Do lado de Bolsonaro, o próprio presidente avalia que não precisa dizer o que pretende para eventual novo governo:
— Os outros têm que falar o que pretendem fazer. Eu tenho obrigação de falar o que nós fizemos — declarou, durante evento na Confederação Nacional da Indústria (CNI), em junho.
A exemplo de Lula, o candidato do PL registrou no TSE um documento que apresenta apenas linhas gerais, sem promessas pelas quais possa vir a ser cobrado no futuro. Na maior parte do plano, de 48 páginas, o texto usa termos genéricos. Diz, por exemplo, que vai “fortalecer a educação profissional e tecnológica e a educação superior”. Não explica, porém, como fará isso.
Na propaganda eleitoral, a campanha de Bolsonaro também tem destacado o que foi feito, apostando na comparação com as gestões petistas. Em um dos programas exibidos na semana passada, sustentou que os governos de esquerda dão “o peixe” e tornam as pessoas dependentes, enquanto os da direita “também ensinam a pescar”.
Estrategistas bolsonaristas avaliam que explorar indicadores positivos, como a deflação com a queda no preço dos combustíveis, é o suficiente para sinalizar aos eleitores que Bolsonaro tem um time melhor para conduzir o país no pós-pandemia da Covid-19.
Outro viés da campanha marcada pela fuga dos líderes da pesquisas em assumir compromissos tem sido o apelo a discursos emocionais, mirando a fragilidade do adversário: o presidente tentar levar o debate eleitoral para a guerra religiosa, de olho no segmento dos evangélicos, onde tem o melhor desempenho contra Lula nas pesquisas.
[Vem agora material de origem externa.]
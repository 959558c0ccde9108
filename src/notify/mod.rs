//! Result emails for archive runs.
//!
//! Delivery is best effort: a failed send is logged and never retried, and
//! never undoes an archive that was already stored.

pub mod templates;

use std::sync::Arc;
use std::time::Duration;

use async_trait::async_trait;
use reqwest::Client;
use serde::Serialize;
use thiserror::Error;
use tracing::{info, warn};

use crate::archiver::format_size;
use crate::config::{MailConfig, Settings};
use crate::models::ArchiveRecord;

const DEFAULT_SENDER: &str = "Arkivdium <no-reply@arkivdium.local>";
/// Upper bound on one mail request, connect included.
pub const MAIL_TIMEOUT: Duration = Duration::from_secs(30);

/// An outgoing email.
#[derive(Debug, Clone, PartialEq, Eq, Serialize)]
pub struct Email {
    pub to: String,
    pub subject: String,
    pub html: String,
}

/// Errors from sending mail.
#[derive(Debug, Error)]
pub enum MailError {
    #[error("Mail request failed: {0}")]
    Request(#[from] reqwest::Error),

    #[error("Mail endpoint returned {status}: {body}")]
    Rejected { status: u16, body: String },
}

/// Delivers emails.
#[async_trait]
pub trait Mailer: Send + Sync {
    async fn send(&self, email: &Email) -> Result<(), MailError>;
}

/// Posts emails as JSON to a transactional mail endpoint.
#[derive(Debug, Clone)]
pub struct HttpMailer {
    client: Client,
    endpoint: String,
    api_key: Option<String>,
    from: String,
}

#[derive(Serialize)]
struct OutgoingMessage<'a> {
    from: &'a str,
    to: &'a str,
    subject: &'a str,
    html: &'a str,
}

impl HttpMailer {
    pub fn new(
        endpoint: String,
        api_key: Option<String>,
        from: Option<String>,
    ) -> Result<Self, MailError> {
        Self::with_timeout(endpoint, api_key, from, MAIL_TIMEOUT)
    }

    pub fn with_timeout(
        endpoint: String,
        api_key: Option<String>,
        from: Option<String>,
        timeout: Duration,
    ) -> Result<Self, MailError> {
        let client = Client::builder().timeout(timeout).build()?;
        Ok(Self {
            client,
            endpoint,
            api_key,
            from: from.unwrap_or_else(|| DEFAULT_SENDER.to_string()),
        })
    }
}

#[async_trait]
impl Mailer for HttpMailer {
    async fn send(&self, email: &Email) -> Result<(), MailError> {
        let message = OutgoingMessage {
            from: &self.from,
            to: &email.to,
            subject: &email.subject,
            html: &email.html,
        };

        let mut request = self.client.post(&self.endpoint).json(&message);
        if let Some(ref key) = self.api_key {
            request = request.bearer_auth(key);
        }

        let response = request.send().await?;
        let status = response.status();
        if !status.is_success() {
            let body = response.text().await.unwrap_or_default();
            return Err(MailError::Rejected {
                status: status.as_u16(),
                body,
            });
        }
        Ok(())
    }
}

/// Logs emails instead of sending them. Used when no endpoint is configured.
#[derive(Debug, Clone, Default)]
pub struct LogMailer;

#[async_trait]
impl Mailer for LogMailer {
    async fn send(&self, email: &Email) -> Result<(), MailError> {
        info!("Email to {} (not sent, no mail endpoint): {}", email.to, email.subject);
        Ok(())
    }
}

/// Pick the mailer for the configured endpoint.
pub fn mailer_from_config(config: &MailConfig) -> Arc<dyn Mailer> {
    let Some(ref endpoint) = config.endpoint else {
        return Arc::new(LogMailer);
    };
    match HttpMailer::new(endpoint.clone(), config.api_key.clone(), config.from.clone()) {
        Ok(mailer) => Arc::new(mailer),
        Err(e) => {
            warn!("Cannot set up mail client for {}, logging emails instead: {}", endpoint, e);
            Arc::new(LogMailer)
        }
    }
}

/// Builds and sends the two result emails.
#[derive(Clone)]
pub struct Notifier {
    mailer: Arc<dyn Mailer>,
    settings: Arc<Settings>,
}

impl Notifier {
    pub fn new(mailer: Arc<dyn Mailer>, settings: Arc<Settings>) -> Self {
        Self { mailer, settings }
    }

    /// Tell the owner their archive is ready. Returns whether the send succeeded.
    pub async fn archive_ready(&self, to: &str, record: &ArchiveRecord) -> bool {
        let download_url = self.settings.download_url(&record.id);
        let schedule_url = record
            .from_schedule
            .as_deref()
            .map(|id| self.settings.schedule_url(id));

        let email = Email {
            to: to.to_string(),
            subject: "Your archive is ready ✔".to_string(),
            html: templates::success_body(
                &record.source_url,
                &download_url,
                &format_size(record.file_size),
                schedule_url.as_deref(),
            ),
        };
        self.deliver(email).await
    }

    /// Tell the owner their archive could not be completed.
    pub async fn archive_failed(&self, to: &str, url: &str) -> bool {
        let email = Email {
            to: to.to_string(),
            subject: "Your archive could not be completed".to_string(),
            html: templates::failure_body(url),
        };
        self.deliver(email).await
    }

    async fn deliver(&self, email: Email) -> bool {
        match self.mailer.send(&email).await {
            Ok(()) => true,
            Err(e) => {
                warn!("Failed to send \"{}\" to {}: {}", email.subject, email.to, e);
                false
            }
        }
    }
}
A campanha petista, por outro lado, tem explorado a imagem de Bolsonaro como alguém que não respeita as mulheres — sua performance entre as eleitoras é muito pior do que no eleitorado masculino.
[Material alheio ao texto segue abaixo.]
use clap::Parser;
use tracing_subscriber::{layer::SubscriberExt, util::SubscriberInitExt};

use arkivdium::cli::Cli;

#[tokio::main]
async fn main() -> anyhow::Result<()> {
    dotenvy::dotenv().ok();

    tracing_subscriber::registry()
        .with(
            tracing_subscriber::EnvFilter::try_from_default_env()
                .unwrap_or_else(|_| "info".into()),
        )
        .with(tracing_subscriber::fmt::layer())
        .init();

    Cli::parse().run().await
}
//! HTTP request handlers.

use std::path::Path as FsPath;

use axum::extract::{Path, Query, Request, State};
use axum::http::{header, HeaderValue, StatusCode};
use axum::response::{IntoResponse, Response};
use axum::Json;
use serde::Deserialize;
use serde_json::json;
use tower::ServiceExt;
use tower_http::services::ServeFile;
use tracing::info;

use super::{ApiError, AppState, OwnerId};
use crate::error::ServiceError;
use crate::models::{ArchiveJob, ArchiveRecord, ArchiveRequest, ScheduledJob};
use crate::services::validate_submission;

/// Query params for listings.
#[derive(Debug, Default, Deserialize)]
pub struct PageParams {
    #[serde(default)]
    pub page: u32,
}

/// Accept a submission and acknowledge it immediately.
///
/// The outcome of a one-off run reaches the owner by email only.
pub async fn submit_archive(
    State(state): State<AppState>,
    OwnerId(owner): OwnerId,
    Json(request): Json<ArchiveRequest>,
) -> Result<(StatusCode, Json<serde_json::Value>), ApiError> {
    let validated =
        validate_submission(&request, &state.settings.crawler).map_err(ServiceError::from)?;

    if let Some(cadence) = validated.schedule {
        let job = state.schedules.create(&owner, validated, cadence).await?;
        return Ok((
            StatusCode::ACCEPTED,
            Json(json!({ "status": "scheduled", "schedule": job })),
        ));
    }

    let url = validated.settings.display_url();
    let job = ArchiveJob::new(validated.settings, owner, validated.email);
    state.pipeline.spawn(job);
    info!("Accepted archive request for {}", url);

    Ok((
        StatusCode::ACCEPTED,
        Json(json!({ "status": "started", "url": url })),
    ))
}

pub async fn list_archives(
    State(state): State<AppState>,
    OwnerId(owner): OwnerId,
    Query(params): Query<PageParams>,
) -> Result<Json<serde_json::Value>, ApiError> {
    let archives: Vec<ArchiveRecord> = state.archives.list(&owner, params.page).await?;
    let total = state.archives.count(&owner).await?;
    Ok(Json(json!({
        "archives": archives,
        "page": params.page,
        "total": total,
    })))
}

pub async fn download_archive(
    State(state): State<AppState>,
    OwnerId(owner): OwnerId,
    Path(id): Path<String>,
    request: Request,
) -> Result<Response, ApiError> {
    let (record, path) = state.archives.download(&owner, &id).await?;
    let mut response = serve_file(&path, request).await;

    let disposition = format!("attachment; filename=\"{}\"", record.file_name);
    if let Ok(value) = HeaderValue::from_str(&disposition) {
        response.headers_mut().insert(header::CONTENT_DISPOSITION, value);
    }
    Ok(response)
}

pub async fn delete_archive(
    State(state): State<AppState>,
    OwnerId(owner): OwnerId,
    Path(id): Path<String>,
) -> Result<Json<serde_json::Value>, ApiError> {
    let record = state.archives.delete(&owner, &id).await?;
    Ok(Json(json!({ "deleted": record.file_name })))
}

pub async fn preview_index(
    State(state): State<AppState>,
    owner: OwnerId,
    Path(id): Path<String>,
    request: Request,
) -> Result<Response, ApiError> {
    preview(state, owner, id, String::new(), request).await
}

pub async fn preview_file(
    State(state): State<AppState>,
    owner: OwnerId,
    Path((id, path)): Path<(String, String)>,
    request: Request,
) -> Result<Response, ApiError> {
    preview(state, owner, id, path, request).await
}

async fn preview(
    state: AppState,
    OwnerId(owner): OwnerId,
    id: String,
    relative: String,
    request: Request,
) -> Result<Response, ApiError> {
    let path = state.archives.preview_file(&owner, &id, &relative).await?;
    Ok(serve_file(&path, request).await)
}

/// Serve one file from disk with content type and range handling.
async fn serve_file(path: &FsPath, request: Request) -> Response {
    match ServeFile::new(path).oneshot(request).await {
        Ok(response) => response.into_response(),
        Err(never) => match never {},
    }
}

pub async fn list_schedules(
    State(state): State<AppState>,
    OwnerId(owner): OwnerId,
    Query(params): Query<PageParams>,
) -> Result<Json<serde_json::Value>, ApiError> {
    let schedules: Vec<ScheduledJob> = state.schedules.list(&owner, params.page).await?;
    Ok(Json(json!({ "schedules": schedules, "page": params.page })))
}

pub async fn get_schedule(
    State(state): State<AppState>,
    OwnerId(owner): OwnerId,
    Path(id): Path<String>,
) -> Result<Json<ScheduledJob>, ApiError> {
    Ok(Json(state.schedules.get(&owner, &id).await?))
}

pub async fn update_schedule(
    State(state): State<AppState>,
    OwnerId(owner): OwnerId,
    Path(id): Path<String>,
    Json(request): Json<ArchiveRequest>,
) -> Result<Json<ScheduledJob>, ApiError> {
    let validated =
        validate_submission(&request, &state.settings.crawler).map_err(ServiceError::from)?;
    Ok(Json(state.schedules.update(&owner, &id, validated).await?))
}

pub async fn delete_schedule(
    State(state): State<AppState>,
    OwnerId(owner): OwnerId,
    Path(id): Path<String>,
) -> Result<StatusCode, ApiError> {
    state.schedules.delete(&owner, &id).await?;
    Ok(StatusCode::NO_CONTENT)
}

pub async fn pause_schedule(
    State(state): State<AppState>,
    OwnerId(owner): OwnerId,
    Path(id): Path<String>,
) -> Result<Json<ScheduledJob>, ApiError> {
    Ok(Json(state.schedules.pause(&owner, &id).await?))
}

pub async fn resume_schedule(
    State(state): State<AppState>,
    OwnerId(owner): OwnerId,
    Path(id): Path<String>,
) -> Result<Json<ScheduledJob>, ApiError> {
    Ok(Json(state.schedules.resume(&owner, &id).await?))
}
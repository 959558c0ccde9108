//! HTML email bodies.

/// Escape text for inclusion in HTML attributes and content.
pub fn escape(text: &str) -> String {
    let mut out = String::with_capacity(text.len());
    for c in text.chars() {
        match c {
            '&' => out.push_str("&amp;"),
            '<' => out.push_str("&lt;"),
            '>' => out.push_str("&gt;"),
            '"' => out.push_str("&quot;"),
            '\'' => out.push_str("&#39;"),
            _ => out.push(c),
        }
    }
    out
}

fn button(href: &str, label: &str, color: &str) -> String {
    format!(
        r#"<table border="0" cellspacing="0" cellpadding="0">
    <tr>
        <td align="center" style="border-radius: 3px;" bgcolor="{color}">
            <a href="{href}" target="_blank" style="font-size: 14px; font-family: Helvetica, Arial, sans-serif; color: #ffffff;
               text-decoration: none; border-radius: 3px; padding: 8px; border: 1px solid {color}; display: inline-block;">
               {label}</a>
        </td>
    </tr>
</table>"#,
        href = escape(href),
        label = escape(label),
        color = color,
    )
}

/// Body of the "archive ready" email.
pub fn success_body(
    url: &str,
    download_url: &str,
    size: &str,
    schedule_url: Option<&str>,
) -> String {
    let download = button(download_url, &format!("Download archive ({})", size), "#00d1b2");
    let schedule_row = schedule_url
        .map(|href| {
            format!(
                "<tr><td>{}</td></tr>",
                button(href, "Edit schedule", "#209cee")
            )
        })
        .unwrap_or_default();

    format!(
        r#"<p>Hello,</p>
<p>Your archive of <b><a href="{url}">{url}</a></b> is ready.</p>
<table width="100%" border="0" cellspacing="0" cellpadding="0">
    <tr><td style="padding-bottom:10px;">{download}</td></tr>
    {schedule_row}
</table>
<p>Kind regards,<br>Arkivdium</p>"#,
        url = escape(url),
        download = download,
        schedule_row = schedule_row,
    )
}

/// Body of the "archive failed" email.
pub fn failure_body(url: &str) -> String {
    format!(
        r#"<p><b>Your archive of <a href="{url}">{url}</a> could not be completed.</b></p>
<p>We are sorry for the inconvenience. Please check the settings and try again.</p>
<p>Kind regards,<br>Arkivdium</p>"#,
        url = escape(url),
    )
}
Para se contrapor à disputa de legados entre os dois favoritos ao Planalto, Ciro Gomes (PDT) aumentou a frequência com a qual rememora sua trajetória como ministro e governador de Ceará, sobretudo. Segundo a campanha, a ideia é enfatizar que, além de Lula e Bolsonaro, o pedetista tem o que mostrar como realizador no Executivo. Ciro tenta se diferenciar com o discurso de que tem uma proposta clara de governo, com medidas concretas, estimativas de custos e detalhes de como pretende financiá-las.
No caso de Simone Tebet (MDB), que ocupa cargos públicos há duas décadas, a estratégia de campanha também tem sido reforçar sua trajetória para evidenciar ao eleitor que tem experiência no Executivo — já foi prefeita de Três Lagoas (MS) por dois mandatos e vice-governadora do estado — e no Legislativo, como deputada estadual e senadora.
A avaliação dos estrategistas do MDB é que nesta eleição foi superada a lógica de 2018, quando houve um apelo para candidatos que se colocavam como antissistema. Agora, acreditam, os eleitores buscam um candidato experiente, e por isso Lula e Bolsonaro trazem um diferencial por já terem exercido a função.
O cientista político Humberto Dantas observa que a falta de espaço para discussão de planos é reflexo do princípio plebiscitário da atual disputa.
— Não existe a menor possibilidade para discussão equilibrada em relação a objetivos. Infelizmente, não é uma campanha para discussão de planos viáveis. É uma eleição onde há o convívio de dois princípios plebiscitários. O sim ou não para Bolsonaro, e um sim ou não para a justiça x injustiça e o legado de Lula — analisa.